Savers are likely to see a further drop in the value of their money following January’s sharp rise in the rate of inflation.
Last month the Consumer Prices Index climbed to 3.5 per cent, up from the 2.9 per cent registered in December.
It was the second largest increase in the annual rate of inflation between two months, the result of a hike in fuel prices and the return of the rate of VAT to 17.5 per cent.
According to Moneyfacts.co.uk, the financial information website, for basic-rate taxpayers with an average instant access savings account the yield on their funds could fall by as much as 2.92 per cent. For higher-rate taxpayers, the decline could be 3.06 per cent.
The rise in inflation, combined with the tax paid on savings, means that a basic-rate taxpayer will require an account that delivers 4.38 per cent gross in order to secure a return. For a higher-rate taxpayer, that interest rate is 5.83 per cent.
However, just two from a total of 1,101 accounts offer guarantees of such rates of return and they are limited to regular savers rather than those with a lump sum to invest.
Darren Cook, Spokesman for moneyfacts.co.uk, said: “Each month, inflation is cutting deeper into people’s spending power, and lower savings interest rates are creating an even bitterer pill to swallow.”
For savers with mortgages, any hope of meeting the rise in the Retail Prices Index, which was up from 2.4 per cent to 3.7 per cent in January, demands an interest rate of at least 4.62 per cent for basic-rate taxpayers and 6.17 per cent for higher-rate taxpayers.

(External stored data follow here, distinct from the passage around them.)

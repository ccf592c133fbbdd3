//! Addon manifest (`addon.xml`) parsing.
//!
//! Only the identity of an addon matters to the generator: the `id` and
//! `version` attributes of the `<addon>` root element. The whole document is
//! still walked so that a manifest which is not well-formed XML is rejected
//! instead of being packaged and published.

use camino::Utf8Path;
use quick_xml::Reader;
use quick_xml::events::{BytesStart, Event};
use std::fs;
use thiserror::Error;

/// Filename of the manifest inside each addon directory.
pub const MANIFEST_FILE: &str = "addon.xml";

/// Name of the manifest root element.
const ROOT_ELEMENT: &str = "addon";

/// Errors raised while reading a manifest.
#[derive(Debug, Error)]
pub enum ManifestError {
    /// The manifest could not be read as UTF-8 text.
    #[error("failed to read manifest {path}")]
    Read {
        /// Path of the manifest.
        path: camino::Utf8PathBuf,
        /// The underlying I/O error.
        #[source]
        source: std::io::Error,
    },

    /// The document is not well-formed XML.
    #[error("malformed XML: {reason}")]
    Malformed {
        /// Parser diagnostic.
        reason: String,
    },

    /// The document has no root element.
    #[error("document has no root element")]
    MissingRoot,

    /// The root element is not `<addon>`.
    #[error("expected <addon> root element, found <{found}>")]
    UnexpectedRoot {
        /// Name of the root element found instead.
        found: String,
    },

    /// A required root attribute is absent or empty.
    #[error("<addon> is missing the `{attribute}` attribute")]
    MissingAttribute {
        /// Name of the missing attribute.
        attribute: &'static str,
    },

    /// An attribute used in output paths is not a plain name.
    #[error("<addon> `{attribute}` value `{value}` cannot be used as a file name")]
    InvalidAttribute {
        /// Name of the attribute.
        attribute: &'static str,
        /// The rejected value.
        value: String,
    },
}

/// Result type alias using [`ManifestError`].
pub type Result<T> = std::result::Result<T, ManifestError>;

/// The identity declared by an addon manifest.
#[derive(Clone, Debug, Eq, PartialEq)]
pub struct AddonManifest {
    id: String,
    version: String,
    name: Option<String>,
}

impl AddonManifest {
    /// Read and parse the manifest at `path`.
    ///
    /// # Errors
    ///
    /// Returns [`ManifestError::Read`] if the file is unreadable, otherwise
    /// any error from [`Self::parse`].
    pub fn load(path: &Utf8Path) -> Result<Self> {
        let xml = fs::read_to_string(path).map_err(|source| ManifestError::Read {
            path: path.to_owned(),
            source,
        })?;
        Self::parse(&xml)
    }

    /// Parse manifest text.
    ///
    /// # Errors
    ///
    /// Returns an error if the document is malformed, its root is not
    /// `<addon>`, or `id`/`version` are missing or empty.
    ///
    /// # Examples
    ///
    /// ```
    /// use kodi_repo_generator::manifest::AddonManifest;
    ///
    /// let manifest = AddonManifest::parse(
    ///     r#"<?xml version="1.0"?><addon id="plugin.a" version="1.2.0" name="A"/>"#,
    /// )
    /// .unwrap();
    /// assert_eq!(manifest.id(), "plugin.a");
    /// assert_eq!(manifest.version(), "1.2.0");
    /// ```
    pub fn parse(xml: &str) -> Result<Self> {
        let root = parse_root(xml)?.ok_or(ManifestError::MissingRoot)?;
        if root.name != ROOT_ELEMENT {
            return Err(ManifestError::UnexpectedRoot { found: root.name });
        }

        Ok(Self {
            id: path_safe("id", root.required("id")?)?,
            version: path_safe("version", root.required("version")?)?,
            name: root.attribute("name").map(str::to_owned),
        })
    }

    /// Declared addon id.
    #[must_use]
    pub fn id(&self) -> &str {
        &self.id
    }

    /// Declared addon version.
    #[must_use]
    pub fn version(&self) -> &str {
        &self.version
    }

    /// Declared display name, if any.
    #[must_use]
    pub fn name(&self) -> Option<&str> {
        self.name.as_deref()
    }
}

/// Check that `xml` is a well-formed document with exactly one root element.
///
/// The check is permissive: declarations, comments, processing instructions
/// and DOCTYPEs are accepted anywhere outside the root.
///
/// # Errors
///
/// Returns [`ManifestError::Malformed`] or [`ManifestError::MissingRoot`].
pub fn ensure_well_formed(xml: &str) -> Result<()> {
    parse_root(xml)?.map(|_| ()).ok_or(ManifestError::MissingRoot)
}

struct RootElement {
    name: String,
    attributes: Vec<(String, String)>,
}

impl RootElement {
    fn from_tag(tag: &BytesStart<'_>) -> Result<Self> {
        let name = String::from_utf8_lossy(tag.name().as_ref()).into_owned();
        let mut attributes = Vec::new();
        for attribute in tag.attributes() {
            let attribute = attribute.map_err(malformed)?;
            let key = String::from_utf8_lossy(attribute.key.as_ref()).into_owned();
            let value = attribute.unescape_value().map_err(malformed)?.into_owned();
            attributes.push((key, value));
        }
        Ok(Self { name, attributes })
    }

    fn attribute(&self, key: &str) -> Option<&str> {
        self.attributes
            .iter()
            .find(|(name, _)| name == key)
            .map(|(_, value)| value.trim())
            .filter(|value| !value.is_empty())
    }

    fn required(&self, key: &'static str) -> Result<String> {
        self.attribute(key)
            .map(str::to_owned)
            .ok_or(ManifestError::MissingAttribute { attribute: key })
    }
}

/// Walk the whole document and return its root element, if any.
fn parse_root(xml: &str) -> Result<Option<RootElement>> {
    let mut reader = Reader::from_str(xml);
    reader.trim_text(true);

    let mut depth = 0_usize;
    let mut root = None;
    loop {
        let event = reader.read_event().map_err(|err| ManifestError::Malformed {
            reason: format!("{err} at byte {}", reader.buffer_position()),
        })?;
        match event {
            Event::Start(tag) => {
                open_element(&mut root, depth, &tag)?;
                depth += 1;
            }
            Event::Empty(tag) => open_element(&mut root, depth, &tag)?,
            Event::End(_) => {
                depth = depth
                    .checked_sub(1)
                    .ok_or_else(|| malformed("closing tag without an open element"))?;
            }
            Event::Text(_) | Event::CData(_) if depth == 0 => {
                return Err(malformed("character data outside the root element"));
            }
            Event::Eof => break,
            _ => {}
        }
    }

    if depth != 0 {
        return Err(malformed("document ends inside an open element"));
    }
    Ok(root)
}

fn open_element(root: &mut Option<RootElement>, depth: usize, tag: &BytesStart<'_>) -> Result<()> {
    if depth > 0 {
        return Ok(());
    }
    if root.is_some() {
        return Err(malformed("more than one root element"));
    }
    *root = Some(RootElement::from_tag(tag)?);
    Ok(())
}

/// The id names an output directory and the version ends up in the archive
/// filename, so neither may contain separators or be a relative component.
fn path_safe(attribute: &'static str, value: String) -> Result<String> {
    if value == "." || value == ".." || value.contains(['/', '\\']) {
        return Err(ManifestError::InvalidAttribute { attribute, value });
    }
    Ok(value)
}

fn malformed(reason: impl std::fmt::Display) -> ManifestError {
    ManifestError::Malformed {
        reason: reason.to_string(),
    }
}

Kevin Mountford, head of banking at moneysupermarket.com, commented: “The latest inflation news is a bitter blow for savers. There is a danger that many will do nothing because of the belief that there is little point, but this is not the time to be apathetic. Yes, it’s getting harder to earn a positive return on your savings, but rather than sitting back and doing nothing, it is more important than ever for savers to proactively seek the best returns possible on their money.
“Given the low number of products which offer a return above inflation, savers really need to keep a close eye on the interest rate, especially on fixed-term accounts whose rate may come crashing down after the term ends.”
With the banks yet to respond to the January inflation figures, Mr Mountford added: “We have actually seen a fall in savings rates since the start of the year, so I hope we will start to see a change upwards so savers don’t lose out even more.”